*Recorded data*.
______________________________

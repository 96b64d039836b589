//! # Mock Collaborators
//!
//! In-process stand-ins for the remote backend and the biometric prompt.
//! They live in the library (not behind `cfg(test)`) so integration tests
//! and the embedding app's previews can share them.
//!
//! ## MockBackend Scripting
//! ```text
//! ┌─────────────────────────────────────────────────────────────────────────┐
//! │  submit results      a FIFO script; when empty, submits succeed        │
//! │  sign-in accounts    (account, secret) pairs that authenticate         │
//! │  sign-in failure     one forced error, consumed by the next attempt    │
//! │  gate                optional semaphore; submit counts the call, THEN  │
//! │                      waits on a permit, so tests can deterministically │
//! │                      hold a drain mid-item without sleeping            │
//! └─────────────────────────────────────────────────────────────────────────┘
//! ```

use std::collections::VecDeque;
use std::sync::atomic::{AtomicUsize, Ordering};
use std::sync::{Arc, Mutex};

use async_trait::async_trait;
use tokio::sync::Semaphore;

use solace_core::ActionKind;

use crate::backend::{BackendError, RemoteBackend, Session};
use crate::biometric::BiometricAuthenticator;

// =============================================================================
// Mock Backend
// =============================================================================

/// A scripted in-memory backend.
#[derive(Default)]
pub struct MockBackend {
    /// Accounts that sign in successfully: (account, secret).
    accounts: Mutex<Vec<(String, Vec<u8>)>>,

    /// One-shot forced sign-in error.
    sign_in_failure: Mutex<Option<BackendError>>,

    /// FIFO of scripted submit results. Empty means success.
    submit_script: Mutex<VecDeque<Result<(), BackendError>>>,

    /// Every submit, in order.
    submissions: Mutex<Vec<(ActionKind, String)>>,

    /// Total submit calls, counted before any gating.
    submit_count: AtomicUsize,

    /// Total sign-in calls.
    sign_in_count: AtomicUsize,

    /// Optional gate: each submit consumes one permit after counting.
    gate: Mutex<Option<Arc<Semaphore>>>,
}

impl MockBackend {
    pub fn new() -> Self {
        MockBackend::default()
    }

    /// Registers credentials that `sign_in` will accept.
    pub fn with_account(self, account: &str, secret: &[u8]) -> Self {
        self.add_account(account, secret);
        self
    }

    /// Registers credentials on an existing mock.
    pub fn add_account(&self, account: &str, secret: &[u8]) {
        self.accounts
            .lock()
            .unwrap()
            .push((account.to_string(), secret.to_vec()));
    }

    /// Forces the next sign-in attempt to fail with `err`.
    pub fn fail_next_sign_in(&self, err: BackendError) {
        *self.sign_in_failure.lock().unwrap() = Some(err);
    }

    /// Appends a scripted submit result. Results are consumed in FIFO
    /// order; once the script runs dry, submits succeed.
    pub fn push_submit_result(&self, result: Result<(), BackendError>) {
        self.submit_script.lock().unwrap().push_back(result);
    }

    /// Installs a semaphore gate on submit. Tests control progress by
    /// adding permits.
    pub fn set_gate(&self, gate: Arc<Semaphore>) {
        *self.gate.lock().unwrap() = Some(gate);
    }

    /// Number of submit calls made so far.
    pub fn submit_calls(&self) -> usize {
        self.submit_count.load(Ordering::SeqCst)
    }

    /// Number of sign-in calls made so far.
    pub fn sign_in_calls(&self) -> usize {
        self.sign_in_count.load(Ordering::SeqCst)
    }

    /// Everything submitted, in call order.
    pub fn submissions(&self) -> Vec<(ActionKind, String)> {
        self.submissions.lock().unwrap().clone()
    }
}

#[async_trait]
impl RemoteBackend for MockBackend {
    async fn sign_in(&self, account: &str, secret: &[u8]) -> Result<Session, BackendError> {
        self.sign_in_count.fetch_add(1, Ordering::SeqCst);

        if let Some(err) = self.sign_in_failure.lock().unwrap().take() {
            return Err(err);
        }

        let known = self
            .accounts
            .lock()
            .unwrap()
            .iter()
            .any(|(a, s)| a == account && s == secret);

        if known {
            Ok(Session {
                account_identifier: account.to_string(),
                token: format!("mock-token-{}", self.sign_in_calls()),
            })
        } else {
            Err(BackendError::Unauthorized)
        }
    }

    async fn submit(&self, kind: ActionKind, payload: &str) -> Result<(), BackendError> {
        // Count and record before gating, so a test can observe that the
        // call arrived while still holding it.
        self.submit_count.fetch_add(1, Ordering::SeqCst);
        self.submissions
            .lock()
            .unwrap()
            .push((kind, payload.to_string()));

        let gate = self.gate.lock().unwrap().clone();
        if let Some(gate) = gate {
            let permit = gate
                .acquire()
                .await
                .map_err(|_| BackendError::Connection("gate closed".into()))?;
            permit.forget();
        }

        self.submit_script
            .lock()
            .unwrap()
            .pop_front()
            .unwrap_or(Ok(()))
    }
}

// =============================================================================
// Mock Biometrics
// =============================================================================

/// A biometric adapter with a fixed outcome.
pub struct MockBiometrics {
    outcome: bool,
    prompts: AtomicUsize,
}

impl MockBiometrics {
    /// An adapter whose prompt always reports `outcome`.
    pub fn with_outcome(outcome: bool) -> Self {
        MockBiometrics {
            outcome,
            prompts: AtomicUsize::new(0),
        }
    }

    /// Number of prompts shown.
    pub fn prompt_count(&self) -> usize {
        self.prompts.load(Ordering::SeqCst)
    }
}

#[async_trait]
impl BiometricAuthenticator for MockBiometrics {
    async fn authenticate(&self) -> bool {
        self.prompts.fetch_add(1, Ordering::SeqCst);
        self.outcome
    }
}

#[cfg(test)]
mod tests {
    use super::*;

    #[tokio::test]
    async fn test_registered_account_signs_in() {
        let backend = MockBackend::new().with_account("user@example.com", b"hunter2");

        let session = backend.sign_in("user@example.com", b"hunter2").await.unwrap();
        assert_eq!(session.account_identifier, "user@example.com");

        let err = backend.sign_in("user@example.com", b"wrong").await.unwrap_err();
        assert!(matches!(err, BackendError::Unauthorized));
    }

    #[tokio::test]
    async fn test_submit_script_is_fifo_then_success() {
        let backend = MockBackend::new();
        backend.push_submit_result(Err(BackendError::Timeout(5)));

        assert!(backend.submit(ActionKind::Note, "{}").await.is_err());
        assert!(backend.submit(ActionKind::Note, "{}").await.is_ok());
        assert_eq!(backend.submit_calls(), 2);
    }

    #[tokio::test]
    async fn test_forced_sign_in_failure_is_one_shot() {
        let backend = MockBackend::new().with_account("a", b"s");
        backend.fail_next_sign_in(BackendError::Connection("offline".into()));

        assert!(backend.sign_in("a", b"s").await.is_err());
        assert!(backend.sign_in("a", b"s").await.is_ok());
    }
}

______________________________

*Problem description*. Search the records for the string "VecDeque" and, wherever a line contains it, please copy that line.

*Answer section*.
use std::collections::VecDeque;
    submit_script: Mutex<VecDeque<Result<(), BackendError>>>,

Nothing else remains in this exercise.